En un ahora lejano 2015, abría el año como editora de la sección El Norte, de Listín Diario. Y en mi columna «La Lista D», repasaba lo que debía quedarse en el 2014 y lo podíamos traer al nuevo año. Hoy, 2 de enero, cuando ya las resacas habrán pasado y algunos construyen un puente con el feriado del Día de Reyes, me permito ver que poco ha cambiado y que esa lista sigue vigente 11 años después:
«1. Un paquete de meses nuevos, nos espera para estrenarlos. Pero con trabajo, energía positiva, proyectos y solidaridad.
- Atrás, deberían quedarse la violencia intrafamiliar, la inseguridad social, el crimen organizado, la impunidad, la corrupción, el narcotráfico…
- Sí, puede que esté invadida por un aire contaminado de optimismo. ¿Y cómo no estarlo si apenas han pasado 25 horas del año nuevo? ¿Y para cuándo dejo el anhelo de que todo puede ser mejor?
- Ya habrá tiempo para que aparezcan las malas noticias, las tragedias, los números rojos de las estadísticas.
- Hoy quiero permitirme recibir el 2015 esperando solo lo bueno que podemos ser en esta región y en el país.
- Más que feliz, que el 2015 venga con fuerzas para emprender, para llegar. Con alegrías para compartir y sueños que sean realidades. Con claridad para tomar las mejores decisiones y para asumir las consecuencias. De la felicidad, nos iremos encargando en el camino.»

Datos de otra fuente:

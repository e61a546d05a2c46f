//! Release options, capabilities and the top-level values handed to templates.

use serde::{Deserialize, Serialize};
use serde_json::{Map, Value};

use crate::model::{Chart, Dependency, Metadata};
use crate::schema::validate_against_schema;
use crate::values::coalesce_values;
use crate::ChartError;

/// Helm release version this renderer is compatible with.
pub const HELM_COMPAT_VERSION: &str = "v3.14.4";

#[derive(Debug, Clone, Default, PartialEq, Eq, Serialize, Deserialize)]
#[serde(rename_all = "PascalCase")]
pub struct ReleaseOptions {
    #[serde(default, alias = "name")]
    pub name: String,
    #[serde(default, alias = "namespace")]
    pub namespace: String,
    #[serde(default, alias = "revision")]
    pub revision: i64,
    #[serde(default, alias = "isUpgrade")]
    pub is_upgrade: bool,
    #[serde(default, alias = "isInstall")]
    pub is_install: bool,
}

impl ReleaseOptions {
    pub fn from_json(json: &str) -> Result<Self, ChartError> {
        crate::from_object(json).map_err(ChartError::InvalidOptions)
    }
}

#[derive(Debug, Clone, Default, PartialEq, Eq, Serialize, Deserialize)]
#[serde(rename_all = "PascalCase")]
pub struct KubeVersion {
    #[serde(default, alias = "version")]
    pub version: String,
    #[serde(default, alias = "major")]
    pub major: String,
    #[serde(default, alias = "minor")]
    pub minor: String,
}

#[derive(Debug, Clone, Default, PartialEq, Eq, Serialize, Deserialize)]
pub struct HelmVersion {
    #[serde(default)]
    pub version: String,
    #[serde(default, skip_serializing_if = "String::is_empty")]
    pub git_commit: String,
    #[serde(default, skip_serializing_if = "String::is_empty")]
    pub git_tree_state: String,
    #[serde(default, skip_serializing_if = "String::is_empty")]
    pub go_version: String,
}

impl HelmVersion {
    /// The version reported to templates regardless of what the caller sent.
    pub fn current() -> Self {
        Self { version: HELM_COMPAT_VERSION.to_string(), git_tree_state: "clean".to_string(), ..Default::default() }
    }
}

/// What the target cluster offers, as seen by templates under `.Capabilities`.
#[derive(Debug, Clone, Default, PartialEq, Eq, Serialize, Deserialize)]
pub struct Capabilities {
    #[serde(default, rename = "KubeVersion", alias = "kubeVersion")]
    pub kube_version: KubeVersion,
    #[serde(default, rename = "APIVersions", alias = "apiVersions")]
    pub api_versions: Vec<String>,
    #[serde(default, rename = "HelmVersion", alias = "helmVersion")]
    pub helm_version: HelmVersion,
}

/// `.Chart` as templates address it: the whole of `Chart.yaml` under Go field names.
#[derive(Debug, Clone, Default, Serialize)]
#[serde(rename_all = "PascalCase")]
pub struct ChartInfo {
    pub name: String,
    pub version: String,
    #[serde(rename = "APIVersion")]
    pub api_version: String,
    pub app_version: String,
    pub description: String,
    pub kube_version: String,
    #[serde(rename = "Type")]
    pub chart_type: String,
    pub deprecated: bool,
    pub annotations: Map<String, Value>,
    pub dependencies: Vec<DependencyInfo>,
    /// `home`, `sources`, `keywords`, `maintainers`, `icon` and anything else, keys capitalized.
    #[serde(flatten)]
    pub extra: Map<String, Value>,
}

#[derive(Debug, Clone, Default, Serialize)]
#[serde(rename_all = "PascalCase")]
pub struct DependencyInfo {
    pub name: String,
    pub version: String,
    pub repository: String,
    pub condition: String,
    pub tags: Vec<String>,
    pub enabled: bool,
    pub import_values: Vec<Value>,
    pub alias: String,
}

impl From<&Dependency> for DependencyInfo {
    fn from(d: &Dependency) -> Self {
        Self {
            name: d.name.clone(),
            version: d.version.clone(),
            repository: d.repository.clone(),
            condition: d.condition.clone(),
            tags: d.tags.clone(),
            enabled: d.enabled,
            import_values: d.import_values.clone(),
            alias: d.alias.clone(),
        }
    }
}

impl From<&Metadata> for ChartInfo {
    fn from(m: &Metadata) -> Self {
        let extra = m
            .extra
            .iter()
            .map(|(k, v)| {
                let v = match (k.as_str(), v) {
                    ("maintainers", Value::Array(items)) => Value::Array(items.iter().map(go_keys).collect()),
                    _ => v.clone(),
                };
                (go_field_name(k), v)
            })
            .collect();
        Self {
            name: m.name.clone(),
            version: m.version.clone(),
            api_version: m.api_version.clone(),
            app_version: m.app_version.clone(),
            description: m.description.clone(),
            kube_version: m.kube_version.clone(),
            chart_type: m.chart_type.clone(),
            deprecated: m.deprecated,
            annotations: m.annotations.clone(),
            dependencies: m.dependencies.iter().map(DependencyInfo::from).collect(),
            extra,
        }
    }
}

/// `home` → `Home`, `url` → `URL`.
fn go_field_name(key: &str) -> String {
    if key == "url" {
        return "URL".to_string();
    }
    let mut chars = key.chars();
    match chars.next() {
        Some(first) => first.to_uppercase().chain(chars).collect(),
        None => String::new(),
    }
}

fn go_keys(v: &Value) -> Value {
    match v {
        Value::Object(m) => Value::Object(m.iter().map(|(k, v)| (go_field_name(k), v.clone())).collect()),
        other => other.clone(),
    }
}

#[derive(Debug, Clone, Serialize)]
#[serde(rename_all = "PascalCase")]
struct ReleaseInfo<'a> {
    name: &'a str,
    namespace: &'a str,
    revision: i64,
    is_upgrade: bool,
    is_install: bool,
    service: &'static str,
}

#[derive(Serialize)]
#[serde(rename_all = "PascalCase")]
struct RenderValues<'a> {
    values: Map<String, Value>,
    release: ReleaseInfo<'a>,
    capabilities: &'a Capabilities,
    chart: ChartInfo,
}

/// Top-level template values: `{Values, Release, Capabilities, Chart}`.
///
/// Fails when the coalesced values violate a chart's `values.schema.json`.
pub fn to_render_values(chart: &Chart, values: &Map<String, Value>, options: &ReleaseOptions, caps: &Capabilities) -> Result<Value, ChartError> {
    let values = coalesce_values(chart, values);
    validate_against_schema(chart, &values)?;
    let top = RenderValues {
        values,
        release: ReleaseInfo {
            name: &options.name,
            namespace: &options.namespace,
            revision: options.revision,
            is_upgrade: options.is_upgrade,
            is_install: options.is_install,
            service: "Helm",
        },
        capabilities: caps,
        chart: chart.metadata.as_ref().map(ChartInfo::from).unwrap_or_default(),
    };
    serde_json::to_value(top).map_err(|e| ChartError::Encode(e.to_string()))
}

#[cfg(test)]
mod tests {
    use super::*;
    use serde_json::json;

    #[test]
    fn release_options_accept_go_and_camel_case() {
        let a = ReleaseOptions::from_json(r#"{"Name":"r","Namespace":"ns","Revision":2,"IsUpgrade":true}"#).unwrap();
        let b = ReleaseOptions::from_json(r#"{"name":"r","namespace":"ns","revision":2,"isUpgrade":true}"#).unwrap();
        assert_eq!(a, b);
        assert!(a.is_upgrade && !a.is_install);
        assert!(matches!(ReleaseOptions::from_json("[]"), Err(ChartError::InvalidOptions(_))));
    }

    #[test]
    fn render_values_shape() {
        let chart = Chart::from_json(&json!({ "metadata": { "name": "web", "version": "1.2.3", "apiVersion": "v2" }, "values": { "a": 1 } }).to_string()).unwrap();
        let caps = Capabilities {
            kube_version: KubeVersion { version: "v1.29.0".into(), major: "1".into(), minor: "29".into() },
            api_versions: vec!["v1".into(), "apps/v1".into()],
            helm_version: HelmVersion::current(),
        };
        let opts = ReleaseOptions { name: "rel".into(), namespace: "prod".into(), revision: 1, is_install: true, ..Default::default() };
        let v = to_render_values(&chart, json!({ "b": 2 }).as_object().unwrap(), &opts, &caps).unwrap();

        assert_eq!(v["Values"], json!({ "a": 1, "b": 2 }));
        assert_eq!(v["Release"]["Service"], "Helm");
        assert_eq!(v["Release"]["Namespace"], "prod");
        assert_eq!(v["Release"]["IsInstall"], true);
        assert_eq!(v["Chart"]["Name"], "web");
        assert_eq!(v["Chart"]["APIVersion"], "v2");
        assert_eq!(v["Capabilities"]["KubeVersion"]["Minor"], "29");
        assert_eq!(v["Capabilities"]["APIVersions"][1], "apps/v1");
        assert_eq!(v["Capabilities"]["HelmVersion"]["version"], HELM_COMPAT_VERSION);
    }

    #[test]
    fn chart_info_carries_all_metadata() {
        let chart = Chart::from_json(
            &json!({ "metadata": {
                "name": "web",
                "home": "https://example.com",
                "sources": ["https://git.example.com/web"],
                "keywords": ["http", "proxy"],
                "icon": "https://example.com/icon.png",
                "maintainers": [{ "name": "ops", "email": "ops@example.com", "url": "https://example.com/ops" }],
                "dependencies": [{ "name": "db", "condition": "db.enabled", "alias": "database" }]
            }})
            .to_string(),
        )
        .unwrap();
        let v = to_render_values(&chart, &Map::new(), &ReleaseOptions::default(), &Capabilities::default()).unwrap();
        let c = &v["Chart"];
        assert_eq!(c["Home"], "https://example.com");
        assert_eq!(c["Sources"][0], "https://git.example.com/web");
        assert_eq!(c["Keywords"], json!(["http", "proxy"]));
        assert_eq!(c["Icon"], "https://example.com/icon.png");
        assert_eq!(c["Maintainers"][0], json!({ "Name": "ops", "Email": "ops@example.com", "URL": "https://example.com/ops" }));
        assert_eq!(c["Dependencies"][0]["Condition"], "db.enabled");
        assert_eq!(c["Dependencies"][0]["Alias"], "database");
        assert!(c.get("home").is_none());
    }

    #[test]
    fn schema_violations_abort_render_values() {
        let mut chart = Chart::from_json(&json!({ "metadata": { "name": "web" }, "values": { "replicas": 1 } }).to_string()).unwrap();
        chart.schema = json!({ "properties": { "replicas": { "type": "integer" } } }).to_string().into_bytes();
        let opts = ReleaseOptions::default();
        let caps = Capabilities::default();

        to_render_values(&chart, &Map::new(), &opts, &caps).unwrap();
        let err = to_render_values(&chart, json!({ "replicas": "many" }).as_object().unwrap(), &opts, &caps).unwrap_err();
        assert!(matches!(err, ChartError::Schema(_)));
    }
}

Parafraseando, me permito recibir el 2026 esperando solo lo bueno, con fuerzas para emprender, alegrías para compartir y construir realidades a partir de los sueños. Con la claridad de que la felicidad viene de tomar decisiones y asumir consecuencias. Porque no basta con sembrar, hay que regar y podar la planta y cuidarla de las plagas para cosechar los frutos.
Nos vemos en el camino… ¡Feliz Año 2026!